With the DfE unwilling to make reforms, RE remains cluttered with many pedagogies and different visions about the aim and purpose of the subject. Enthusiasts believe that having a subject that touches upon philosophy, ethics, theology and many other disciplines is its strength. Yet in reality, this mixture of approaches only obfuscates the subject further. It would be far more beneficial for our pupils to study only ethics or philosophy, with their clear aims and purposes, as well-established disciplines in their own right, than to keep on with this artefact of the past called RE, burdened as it is with external ideological demands that acts as a proxy for religious apologetics and soft proselytism. We do not have ethics or philosophy in our schools because RE has hijacked them and is doing their work badly. 

RE’s distorted pedagogy, lack of objective knowledge and unclear educational outcomes produce confusing assessment criteria. In KS4 (when they are aged 14-16), students face exam questions like ‘Why is prayer important for Christians?’ or ‘How does a belief in resurrection influence Christians today?’ A typical mark scheme will contain a list of benevolent generic answers: ‘It makes them do good deeds in order to go to heaven’, or ‘Prayer gets them closer to God’. It is not hard to see why students dislike the subject, especially as according to the latest research on religiosity, almost 60% of citizens in the UK are not affiliated to a particular religion. The proportion is even higher among the young. Outside school, it would seem, religion in the UK is losing relevance generation by generation.

In the limited time allocated to a subject on the curriculum, is RE as it is currently taught really what we want our students to learn about? Is it going to help them grasp the messy complexity of religion and non-religious beliefs and their global, historical and contemporary place in the world?

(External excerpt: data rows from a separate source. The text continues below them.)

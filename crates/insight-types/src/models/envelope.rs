//! Fixed JSON shapes returned to callers when a route fails.
//!
//! Each route owns one shape; clients key off the field names, so these
//! must not drift.

use serde::{Deserialize, Serialize};

/// `{ "error": ... }`
#[derive(Debug, Clone, Serialize, Deserialize, PartialEq, Eq)]
pub struct ErrorEnvelope {
    pub error: String,
}

impl ErrorEnvelope {
    pub fn new(error: impl Into<String>) -> Self {
        Self { error: error.into() }
    }
}

/// `{ "error": ..., "details": ... }`
#[derive(Debug, Clone, Serialize, Deserialize, PartialEq, Eq)]
pub struct ErrorDetailsEnvelope {
    pub error: String,
    pub details: String,
}

impl ErrorDetailsEnvelope {
    pub fn new(error: impl Into<String>, details: impl Into<String>) -> Self {
        Self { error: error.into(), details: details.into() }
    }
}

/// Health probe failure: `{ "status": "unhealthy", "error": ..., "details": ... }`
#[derive(Debug, Clone, Serialize, Deserialize, PartialEq, Eq)]
pub struct HealthErrorEnvelope {
    pub status: String,
    pub error: String,
    pub details: String,
}

impl HealthErrorEnvelope {
    pub const UNHEALTHY: &'static str = "unhealthy";

    pub fn new(error: impl Into<String>, details: impl Into<String>) -> Self {
        Self { status: Self::UNHEALTHY.to_string(), error: error.into(), details: details.into() }
    }
}

/// Connection test failure: `{ "success": false, "message": ..., "details": null }`
#[derive(Debug, Clone, Serialize, Deserialize, PartialEq, Eq)]
pub struct ConnectionTestError {
    pub success: bool,
    pub message: String,
    pub details: Option<String>,
}

impl ConnectionTestError {
    pub fn new(message: impl Into<String>) -> Self {
        Self { success: false, message: message.into(), details: None }
    }
}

The educational outcomes of RE are designed to create a ‘religionist’: a soft religion apologist who will not be able to think of the place of religion in the world in a critical manner, but will be well-equipped to explain away any criticism of religion. They will become bad thinkers, and fail to see both the good and the bad in religions. They are wired to believe that the RE teacher in Batley Grammar school should have never shown the cartoon of Mohammed in class, because it is ‘disrespectful’, whilst in another breath stating that violence and hatred have nothing to do with religions.

Extreme beliefs and behaviour can only flourish when they are protected with a buffer zone of ‘enablers’, a majority of well-wishers who view their tradition uncritically and are happy to endlessly explain away any abusive theology.

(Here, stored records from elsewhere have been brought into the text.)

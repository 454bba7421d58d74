use axum::{
    extract::{RawQuery, State},
    http::{HeaderMap, StatusCode},
    response::Json,
};
use serde_json::Value;

use insight_core::ForwardOptions;
use insight_types::HealthErrorEnvelope;

use super::relay_json;
use crate::state::AppState;

const BACKEND_PATH: &str = "/health";

pub async fn get_backend_health(
    State(state): State<AppState>,
    RawQuery(query): RawQuery,
    headers: HeaderMap,
) -> Result<Json<Value>, (StatusCode, Json<HealthErrorEnvelope>)> {
    let outgoing = state.tenant_headers(&headers, query.as_deref(), HeaderMap::new());

    match relay_json(&state, BACKEND_PATH, ForwardOptions::get().with_headers(outgoing)).await {
        Ok(body) => Ok(Json(body)),
        Err(e) => {
            tracing::error!(route = BACKEND_PATH, error = %e, "Backend health check failed");
            Err((
                StatusCode::INTERNAL_SERVER_ERROR,
                Json(HealthErrorEnvelope::new("Backend health check failed", e.to_string())),
            ))
        },
    }
}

It might be hoped that the fallacy that ‘only good religion is true religion’, identified by the 2021 Ofsted review, will trigger a change in the way the RE syllabus is put together, and the way it is taught. But I am not so optimistic. It seems to me that there will be no change until the power structures behind RE, and the influence of privileged religious groups over it, are removed.

This does not mean that religious groups should not be stakeholders, influencers and partners when it comes to working on the RE syllabus. Rather, it means that their privileged position should be removed, so that we can have a secular RE for the 21st century. Such a subject should be grounded in academic study; should be objective, critical and pluralistic; and should be inclusive of both religious and non-religious views. It should offer powerful knowledge of the best that has been said in religious studies scholarship, not theology. It should have clarity in its aims, which will be to promote academic scholarship about religions, as well as the British fundamental values of liberal democracy, equality and individual liberty. By doing so, it should implicitly promote respect for human rights. This should in turn aid and support progressive views in religious traditions, because students will be more educated and more able to identify and discern what the real scholarship is and what is just religious apologetics.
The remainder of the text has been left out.